WHAT NEEDS TO BE DONE: Search the lines of the records for the word "payer", and copy every line that has it.

[Dataset entries]

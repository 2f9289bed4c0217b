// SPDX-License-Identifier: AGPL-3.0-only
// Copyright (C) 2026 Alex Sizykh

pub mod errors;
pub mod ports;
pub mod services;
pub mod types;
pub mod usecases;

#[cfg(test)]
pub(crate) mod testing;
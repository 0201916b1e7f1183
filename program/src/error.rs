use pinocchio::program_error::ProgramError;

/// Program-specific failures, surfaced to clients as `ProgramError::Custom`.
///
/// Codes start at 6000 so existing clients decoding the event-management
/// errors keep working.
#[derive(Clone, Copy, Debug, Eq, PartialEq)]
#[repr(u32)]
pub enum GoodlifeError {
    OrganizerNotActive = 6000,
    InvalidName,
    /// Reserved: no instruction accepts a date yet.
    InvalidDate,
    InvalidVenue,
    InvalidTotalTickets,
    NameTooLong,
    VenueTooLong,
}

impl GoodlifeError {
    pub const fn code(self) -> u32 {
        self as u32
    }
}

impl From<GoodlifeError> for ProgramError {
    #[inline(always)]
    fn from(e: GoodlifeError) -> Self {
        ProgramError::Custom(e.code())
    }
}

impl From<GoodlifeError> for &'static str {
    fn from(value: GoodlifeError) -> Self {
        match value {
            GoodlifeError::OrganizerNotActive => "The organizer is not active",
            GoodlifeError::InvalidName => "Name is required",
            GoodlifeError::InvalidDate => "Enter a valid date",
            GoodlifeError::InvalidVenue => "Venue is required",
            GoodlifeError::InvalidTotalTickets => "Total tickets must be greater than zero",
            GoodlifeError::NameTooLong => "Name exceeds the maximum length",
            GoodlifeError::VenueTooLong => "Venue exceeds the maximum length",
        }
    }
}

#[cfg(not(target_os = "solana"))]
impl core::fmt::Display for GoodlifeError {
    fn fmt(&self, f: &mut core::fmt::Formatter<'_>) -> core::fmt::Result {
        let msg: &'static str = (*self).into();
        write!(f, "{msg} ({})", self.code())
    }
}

---

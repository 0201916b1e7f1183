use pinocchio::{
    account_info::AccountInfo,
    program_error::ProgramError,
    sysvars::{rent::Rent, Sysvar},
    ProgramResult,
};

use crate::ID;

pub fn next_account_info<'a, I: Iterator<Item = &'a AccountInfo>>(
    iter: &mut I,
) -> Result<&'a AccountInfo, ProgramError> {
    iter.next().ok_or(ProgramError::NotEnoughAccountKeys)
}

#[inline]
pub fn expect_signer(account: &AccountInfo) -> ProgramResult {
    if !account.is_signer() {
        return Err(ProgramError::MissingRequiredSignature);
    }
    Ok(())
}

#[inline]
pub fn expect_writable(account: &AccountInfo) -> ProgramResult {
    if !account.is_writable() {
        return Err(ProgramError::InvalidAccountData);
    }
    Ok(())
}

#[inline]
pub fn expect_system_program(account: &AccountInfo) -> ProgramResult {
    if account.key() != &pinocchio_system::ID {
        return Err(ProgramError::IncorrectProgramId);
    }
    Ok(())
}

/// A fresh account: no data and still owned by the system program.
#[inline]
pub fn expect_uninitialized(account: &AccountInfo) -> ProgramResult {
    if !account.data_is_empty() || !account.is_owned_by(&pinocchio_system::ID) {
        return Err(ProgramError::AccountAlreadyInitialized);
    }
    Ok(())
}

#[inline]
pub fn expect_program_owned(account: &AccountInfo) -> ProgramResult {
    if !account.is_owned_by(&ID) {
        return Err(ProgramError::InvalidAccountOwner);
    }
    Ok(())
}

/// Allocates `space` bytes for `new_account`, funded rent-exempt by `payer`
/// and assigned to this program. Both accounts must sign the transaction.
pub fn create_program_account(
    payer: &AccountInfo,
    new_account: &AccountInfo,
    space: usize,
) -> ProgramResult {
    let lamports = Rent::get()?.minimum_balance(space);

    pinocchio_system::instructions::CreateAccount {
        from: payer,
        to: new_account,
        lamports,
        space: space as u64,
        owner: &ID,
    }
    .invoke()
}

ANSWER TO THIS TASK:
/// Allocates `space` bytes for `new_account`, funded rent-exempt by `payer`
    payer: &AccountInfo,
        from: payer,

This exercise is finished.